In calling for a buildup to 350 ships for the Navy, 36 battalions for the Marine Corps and 1,200 fighter jets for the Air Force, Trump embraced goals espoused by the conservative Heritage Foundation while speaking to a crowd in Philadelphia.
And if those numbers sound familiar, they’re the same ones former candidate Carly Fiorina called for a year ago, and are also similar to goals laid out by Mitt Romney in 2012.
Justin Johnson, a senior policy analyst at Heritage, said Trump’s proposals are right in line with the thinking of mainstream experts who see a downward trajectory of the U.S. military, which is getting older, smaller and less ready.
“Anytime we see people talking about the issues we’re concerned about, that’s encouraging,” Johnson said. “I think it’s clear to most people following this that threats are going up at a time when our military is getting smaller and weaker, so we need to do something to turn that around.”
The Heritage Foundation lays out a similar plan in its annual Index of Military Strength.
In his speech, Trump cited a dangerous deterioration in America’s military supremacy. “History shows that when America is not prepared is when the danger is by far the greatest,” Trump said.
In largely scripted remarks, Trump outlined an ambitious plan to spend tens of billions of dollars to fund a bigger, better-equipped Army, Navy, Air Force and Marine Corps.
“We want to deter, avoid and prevent conflict through our unquestioned military strength,” Trump said just hours before he was scheduled to appear at a national security forum in New York.
“We have the greatest people in the world, we have to give them the greatest equipment,” Trump said to applause.
The GOP nominee said he will get the multibillion-dollar increase in defense spending by simply asking Congress to end the mandatory budget caps known as sequestration.
And he said the massive buildup will be paid for by cutting the bloated federal government workforce through attrition, including trimming the military bureaucracy, ending the funding of what he says are unauthorized federal programs, and gaining revenue from increased energy production, which Trump estimates at $36 billion annually.
Trump envisions the biggest U.S. military expansion since the Cold War buildup during the presidency of Ronald Reagan.
Under his proposals, the Army, instead of shrinking to 450,000 troops, would grow to 540,000, close to its size during the height of the Iraq War.

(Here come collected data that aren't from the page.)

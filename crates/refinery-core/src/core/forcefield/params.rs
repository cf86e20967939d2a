use crate::core::utils::interpolation::CurveError;
use phf::phf_map;
use serde::Deserialize;
use std::collections::BTreeMap;
use std::fmt;
use std::path::Path;
use std::str::FromStr;
use thiserror::Error;

/// Short-range functional form declared by an atom type.
#[derive(Debug, Clone, Copy, PartialEq, Eq, Hash, Deserialize)]
#[serde(try_from = "String")]
pub enum ShortRangeForm {
    /// No short-range interaction.
    None,
    /// Lennard-Jones 12-6, combined with Lorentz-Berthelot rules.
    LennardJones,
    /// Lennard-Jones 12-6, combined with geometric means for both parameters.
    LennardJonesGeometric,
}

static SHORT_RANGE_KEYWORDS: phf::Map<&'static str, ShortRangeForm> = phf_map! {
    "none" => ShortRangeForm::None,
    "lj" => ShortRangeForm::LennardJones,
    "lennardjones" => ShortRangeForm::LennardJones,
    "ljgeometric" => ShortRangeForm::LennardJonesGeometric,
    "lennardjonesgeometric" => ShortRangeForm::LennardJonesGeometric,
};

impl ShortRangeForm {
    pub fn keyword(&self) -> &'static str {
        match self {
            Self::None => "None",
            Self::LennardJones => "LJ",
            Self::LennardJonesGeometric => "LJGeometric",
        }
    }

    /// Number of leading entries of an atom type's parameter list this form reads.
    pub fn n_parameters(&self) -> usize {
        match self {
            Self::None => 0,
            Self::LennardJones | Self::LennardJonesGeometric => 2,
        }
    }
}

impl fmt::Display for ShortRangeForm {
    fn fmt(&self, f: &mut fmt::Formatter<'_>) -> fmt::Result {
        f.write_str(self.keyword())
    }
}

#[derive(Debug, Error, PartialEq, Eq)]
#[error("Unrecognised short-range functional form '{0}'")]
pub struct UnknownFormError(pub String);

impl FromStr for ShortRangeForm {
    type Err = UnknownFormError;

    fn from_str(s: &str) -> Result<Self, Self::Err> {
        SHORT_RANGE_KEYWORDS
            .get(s.to_ascii_lowercase().as_str())
            .copied()
            .ok_or_else(|| UnknownFormError(s.to_string()))
    }
}

impl TryFrom<String> for ShortRangeForm {
    type Error = UnknownFormError;

    fn try_from(value: String) -> Result<Self, Self::Error> {
        value.parse()
    }
}

/// A named category of atom sharing short-range parameters and charge.
///
/// For the Lennard-Jones forms, `parameters[0]` is epsilon (kJ/mol) and `parameters[1]` is sigma
/// (Angstroms).
#[derive(Debug, Clone, PartialEq)]
pub struct AtomType {
    pub name: String,
    pub form: ShortRangeForm,
    pub parameters: Vec<f64>,
    pub charge: f64,
}

impl AtomType {
    pub fn new(name: &str, form: ShortRangeForm, parameters: Vec<f64>, charge: f64) -> Self {
        Self {
            name: name.to_string(),
            form,
            parameters,
            charge,
        }
    }
}

#[derive(Debug, Deserialize)]
#[serde(deny_unknown_fields)]
struct AtomTypeRecord {
    form: ShortRangeForm,
    #[serde(default)]
    parameters: Vec<f64>,
    #[serde(default)]
    charge: f64,
}

#[derive(Debug, Deserialize)]
#[serde(deny_unknown_fields)]
struct ForcefieldFile {
    #[serde(rename = "atom-types", default)]
    atom_types: BTreeMap<String, AtomTypeRecord>,
}

/// The set of atom types available to a simulation.
#[derive(Debug, Clone, Default, PartialEq)]
pub struct Forcefield {
    atom_types: BTreeMap<String, AtomType>,
}

#[derive(Debug, Error)]
pub enum ParamLoadError {
    #[error("File I/O error for '{path}': {source}")]
    Io {
        path: String,
        source: std::io::Error,
    },
    #[error("CSV parsing error for '{path}': {source}")]
    Csv { path: String, source: csv::Error },
    #[error("TOML parsing error for '{path}': {source}")]
    Toml {
        path: String,
        source: toml::de::Error,
    },
    #[error("Invalid curve in '{path}': {source}")]
    Curve {
        path: String,
        source: CurveError,
    },
}

impl Forcefield {
    pub fn new() -> Self {
        Self::default()
    }

    /// Loads atom types from a TOML file of the form
    ///
    /// ```toml
    /// [atom-types.OW]
    /// form = "LJ"
    /// parameters = [0.6503, 3.165492]
    /// charge = -0.8476
    /// ```
    pub fn load(path: &Path) -> Result<Self, ParamLoadError> {
        let content = std::fs::read_to_string(path).map_err(|e| ParamLoadError::Io {
            path: path.to_string_lossy().to_string(),
            source: e,
        })?;
        Self::from_toml(&content).map_err(|e| ParamLoadError::Toml {
            path: path.to_string_lossy().to_string(),
            source: e,
        })
    }

    pub fn from_toml(content: &str) -> Result<Self, toml::de::Error> {
        let file: ForcefieldFile = toml::from_str(content)?;
        let atom_types = file
            .atom_types
            .into_iter()
            .map(|(name, record)| {
                let atom_type =
                    AtomType::new(&name, record.form, record.parameters, record.charge);
                (name, atom_type)
            })
            .collect();
        Ok(Self { atom_types })
    }

    pub fn insert(&mut self, atom_type: AtomType) {
        self.atom_types.insert(atom_type.name.clone(), atom_type);
    }

    pub fn atom_type(&self, name: &str) -> Option<&AtomType> {
        self.atom_types.get(name)
    }

    pub fn atom_types(&self) -> impl Iterator<Item = &AtomType> {
        self.atom_types.values()
    }

    pub fn len(&self) -> usize {
        self.atom_types.len()
    }

    pub fn is_empty(&self) -> bool {
        self.atom_types.is_empty()
    }
}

The Marine Corps would add 13 infantry battalions, growing from 23 to 36.
The Navy would gain roughly 75 ships, and become the 350-ship Navy some analysts have advocated. And the Air Force would get almost 90 additional fighter aircraft, bringing the total to 1,200.
Trump’s proposal, which he described only in broad outlines, is ambitious and expensive.

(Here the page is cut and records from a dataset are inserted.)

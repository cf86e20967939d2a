//! Bonded (intramolecular) functional forms.
//!
//! Bond energies are functions of the bond length in Angstroms. Angle and torsion energies take
//! their geometric argument in degrees, but their derivatives are always reported per radian so
//! that they combine directly with Cartesian gradients of the angle.

use phf::phf_map;
use thiserror::Error;

#[derive(Debug, Error, PartialEq)]
pub enum FormError {
    #[error("Unrecognised {kind} functional form '{keyword}'")]
    UnknownKeyword { kind: &'static str, keyword: String },

    #[error(
        "{kind} form '{keyword}' requires {expected} parameter(s), but {found} were supplied"
    )]
    ParameterCount {
        kind: &'static str,
        keyword: String,
        expected: usize,
        found: usize,
    },
}

#[derive(Debug, Clone, Copy, PartialEq, Eq)]
enum BondKeyword {
    None,
    Harmonic,
    Morse,
}

#[derive(Debug, Clone, Copy, PartialEq, Eq)]
enum AngleKeyword {
    None,
    Harmonic,
    Cosine,
    Cos2,
}

#[derive(Debug, Clone, Copy, PartialEq, Eq)]
enum TorsionKeyword {
    None,
    Cosine,
    Cos3,
    Cos3C,
    UffCosine,
}

static BOND_KEYWORDS: phf::Map<&'static str, BondKeyword> = phf_map! {
    "none" => BondKeyword::None,
    "harmonic" => BondKeyword::Harmonic,
    "morse" => BondKeyword::Morse,
};

static ANGLE_KEYWORDS: phf::Map<&'static str, AngleKeyword> = phf_map! {
    "none" => AngleKeyword::None,
    "harmonic" => AngleKeyword::Harmonic,
    "cos" => AngleKeyword::Cosine,
    "cosine" => AngleKeyword::Cosine,
    "cos2" => AngleKeyword::Cos2,
};

static TORSION_KEYWORDS: phf::Map<&'static str, TorsionKeyword> = phf_map! {
    "none" => TorsionKeyword::None,
    "cos" => TorsionKeyword::Cosine,
    "cosine" => TorsionKeyword::Cosine,
    "cos3" => TorsionKeyword::Cos3,
    "cos3c" => TorsionKeyword::Cos3C,
    "uffcosine" => TorsionKeyword::UffCosine,
};

fn lookup<T: Copy>(
    table: &phf::Map<&'static str, T>,
    kind: &'static str,
    keyword: &str,
) -> Result<T, FormError> {
    table
        .get(keyword.to_ascii_lowercase().as_str())
        .copied()
        .ok_or_else(|| FormError::UnknownKeyword {
            kind,
            keyword: keyword.to_string(),
        })
}

fn take<const N: usize>(
    kind: &'static str,
    keyword: &str,
    parameters: &[f64],
) -> Result<[f64; N], FormError> {
    parameters
        .try_into()
        .map_err(|_| FormError::ParameterCount {
            kind,
            keyword: keyword.to_string(),
            expected: N,
            found: parameters.len(),
        })
}

#[derive(Debug, Clone, Copy, PartialEq, Default)]
pub enum BondForm {
    #[default]
    None,
    /// `U = 0.5 k (r - eq)^2`
    Harmonic { k: f64, eq: f64 },
    /// `U = D (1 - exp(-alpha (r - eq)))^2`
    Morse { d: f64, alpha: f64, eq: f64 },
}

impl BondForm {
    /// Parameters: Harmonic `[k, eq]`, Morse `[D, alpha, eq]`.
    pub fn from_keyword(keyword: &str, parameters: &[f64]) -> Result<Self, FormError> {
        const KIND: &str = "bond";
        Ok(match lookup(&BOND_KEYWORDS, KIND, keyword)? {
            BondKeyword::None => Self::None,
            BondKeyword::Harmonic => {
                let [k, eq] = take(KIND, keyword, parameters)?;
                Self::Harmonic { k, eq }
            }
            BondKeyword::Morse => {
                let [d, alpha, eq] = take(KIND, keyword, parameters)?;
                Self::Morse { d, alpha, eq }
            }
        })
    }

    pub fn energy(&self, r: f64) -> f64 {
        match *self {
            Self::None => 0.0,
            Self::Harmonic { k, eq } => 0.5 * k * (r - eq).powi(2),
            Self::Morse { d, alpha, eq } => d * (1.0 - (-alpha * (r - eq)).exp()).powi(2),
        }
    }

    /// `dU/dr`
    pub fn derivative(&self, r: f64) -> f64 {
        match *self {
            Self::None => 0.0,
            Self::Harmonic { k, eq } => k * (r - eq),
            Self::Morse { d, alpha, eq } => {
                let decay = (-alpha * (r - eq)).exp();
                2.0 * d * alpha * decay * (1.0 - decay)
            }
        }
    }
}

#[derive(Debug, Clone, Copy, PartialEq, Default)]
pub enum AngleForm {
    #[default]
    None,
    /// `U = 0.5 k (theta - eq)^2`, with the difference taken in radians.
    Harmonic { k: f64, eq: f64 },
    /// `U = k (1 + s cos(n theta - eq))`
    Cosine { k: f64, n: f64, eq: f64, s: f64 },
    /// `U = k (C0 + C1 cos(theta) + C2 cos(2 theta))`
    Cos2 { k: f64, c0: f64, c1: f64, c2: f64 },
}

impl AngleForm {
    /// Parameters: Harmonic `[k, eq]`, Cosine `[k, n, eq, s]`, Cos2 `[k, C0, C1, C2]`.
    pub fn from_keyword(keyword: &str, parameters: &[f64]) -> Result<Self, FormError> {
        const KIND: &str = "angle";
        Ok(match lookup(&ANGLE_KEYWORDS, KIND, keyword)? {
            AngleKeyword::None => Self::None,
            AngleKeyword::Harmonic => {
                let [k, eq] = take(KIND, keyword, parameters)?;
                Self::Harmonic { k, eq }
            }
            AngleKeyword::Cosine => {
                let [k, n, eq, s] = take(KIND, keyword, parameters)?;
                Self::Cosine { k, n, eq, s }
            }
            AngleKeyword::Cos2 => {
                let [k, c0, c1, c2] = take(KIND, keyword, parameters)?;
                Self::Cos2 { k, c0, c1, c2 }
            }
        })
    }

    pub fn energy(&self, theta_degrees: f64) -> f64 {
        let theta = theta_degrees.to_radians();
        match *self {
            Self::None => 0.0,
            Self::Harmonic { k, eq } => 0.5 * k * (theta - eq.to_radians()).powi(2),
            Self::Cosine { k, n, eq, s } => k * (1.0 + s * (n * theta - eq.to_radians()).cos()),
            Self::Cos2 { k, c0, c1, c2 } => {
                k * (c0 + c1 * theta.cos() + c2 * (2.0 * theta).cos())
            }
        }
    }

    /// `dU/dtheta` per radian.
    pub fn derivative(&self, theta_degrees: f64) -> f64 {
        let theta = theta_degrees.to_radians();
        match *self {
            Self::None => 0.0,
            Self::Harmonic { k, eq } => k * (theta - eq.to_radians()),
            Self::Cosine { k, n, eq, s } => -k * s * n * (n * theta - eq.to_radians()).sin(),
            Self::Cos2 { k, c1, c2, .. } => {
                -k * (c1 * theta.sin() + 2.0 * c2 * (2.0 * theta).sin())
            }
        }
    }
}

#[derive(Debug, Clone, Copy, PartialEq, Default)]
pub enum TorsionForm {
    #[default]
    None,
    /// `U = k (1 + s cos(n phi - eq))`
    Cosine { k: f64, n: f64, eq: f64, s: f64 },
    /// `U = 0.5 (k1 (1 + cos phi) + k2 (1 - cos 2phi) + k3 (1 + cos 3phi))`
    Cos3 { k1: f64, k2: f64, k3: f64 },
    /// As [`TorsionForm::Cos3`] plus a constant `k0`.
    Cos3C { k0: f64, k1: f64, k2: f64, k3: f64 },
    /// `U = 0.5 k (1 - cos(n eq) cos(n phi))`
    UffCosine { k: f64, n: f64, eq: f64 },
}

impl TorsionForm {
    /// Parameters: Cosine `[k, n, eq, s]`, Cos3 `[k1, k2, k3]`, Cos3C `[k0, k1, k2, k3]`,
    /// UFFCosine `[k, n, eq]`.
    pub fn from_keyword(keyword: &str, parameters: &[f64]) -> Result<Self, FormError> {
        const KIND: &str = "torsion";
        Ok(match lookup(&TORSION_KEYWORDS, KIND, keyword)? {
            TorsionKeyword::None => Self::None,
            TorsionKeyword::Cosine => {
                let [k, n, eq, s] = take(KIND, keyword, parameters)?;
                Self::Cosine { k, n, eq, s }
            }
            TorsionKeyword::Cos3 => {
                let [k1, k2, k3] = take(KIND, keyword, parameters)?;
                Self::Cos3 { k1, k2, k3 }
            }
            TorsionKeyword::Cos3C => {
                let [k0, k1, k2, k3] = take(KIND, keyword, parameters)?;
                Self::Cos3C { k0, k1, k2, k3 }
            }
            TorsionKeyword::UffCosine => {
                let [k, n, eq] = take(KIND, keyword, parameters)?;
                Self::UffCosine { k, n, eq }
            }
        })
    }

    pub fn energy(&self, phi_degrees: f64) -> f64 {
        let phi = phi_degrees.to_radians();
        match *self {
            Self::None => 0.0,
            Self::Cosine { k, n, eq, s } => k * (1.0 + s * (n * phi - eq.to_radians()).cos()),
            Self::Cos3 { k1, k2, k3 } => cos3(k1, k2, k3, phi),
            Self::Cos3C { k0, k1, k2, k3 } => k0 + cos3(k1, k2, k3, phi),
            Self::UffCosine { k, n, eq } => {
                0.5 * k * (1.0 - (n * eq.to_radians()).cos() * (n * phi).cos())
            }
        }
    }

    /// `dU/dphi` per radian.
    pub fn derivative(&self, phi_degrees: f64) -> f64 {
        let phi = phi_degrees.to_radians();
        match *self {
            Self::None => 0.0,
            Self::Cosine { k, n, eq, s } => -k * s * n * (n * phi - eq.to_radians()).sin(),
            Self::Cos3 { k1, k2, k3 } | Self::Cos3C { k1, k2, k3, .. } => {
                0.5 * (-k1 * phi.sin() + 2.0 * k2 * (2.0 * phi).sin() - 3.0 * k3 * (3.0 * phi).sin())
            }
            Self::UffCosine { k, n, eq } => {
                0.5 * k * (n * eq.to_radians()).cos() * n * (n * phi).sin()
            }
        }
    }
}

#[inline]
fn cos3(k1: f64, k2: f64, k3: f64, phi: f64) -> f64 {
    0.5 * (k1 * (1.0 + phi.cos()) + k2 * (1.0 - (2.0 * phi).cos()) + k3 * (1.0 + (3.0 * phi).cos()))
}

Johnson estimates it could add $50 billion to $75 billion to the Pentagon’s base budget, not counting the cost of warfighting.
But it’s worth it, said Rep. Peter King, R-N.Y., a member of the House Homeland Security committee. “There’s no equivalent between domestic spending and military spending,” King told CNN after Trump’s speech. “In the military we have to spend what we have to spend cause if we are not safe, if we are not alive, it doesn’t matter what domestic programs we have.”
Trump is also calling for spending on missile defense, at a time when the U.S. and its allies are facing a heightened missile threat from Iran and North Korea.
“As these potential adversaries grow their missile programs, U.S. military facilities in Asia and the Middle East, as well as our allies, are increasingly in range, with the United States homeland also potentially threatened,” Trump said.
Trump’s biggest challenge could be to end sequestration spending limits, but a lot would depend on whether Republicans, in addition to winning the White House, also hold on to the House and Senate.
Johnson at Heritage doesn’t think national security should be a partisan issue. “We think rebuilding the military is a top priority and we hope whoever wins, whoever is in the White House next year using our policy research as a step toward rebuilding the military.”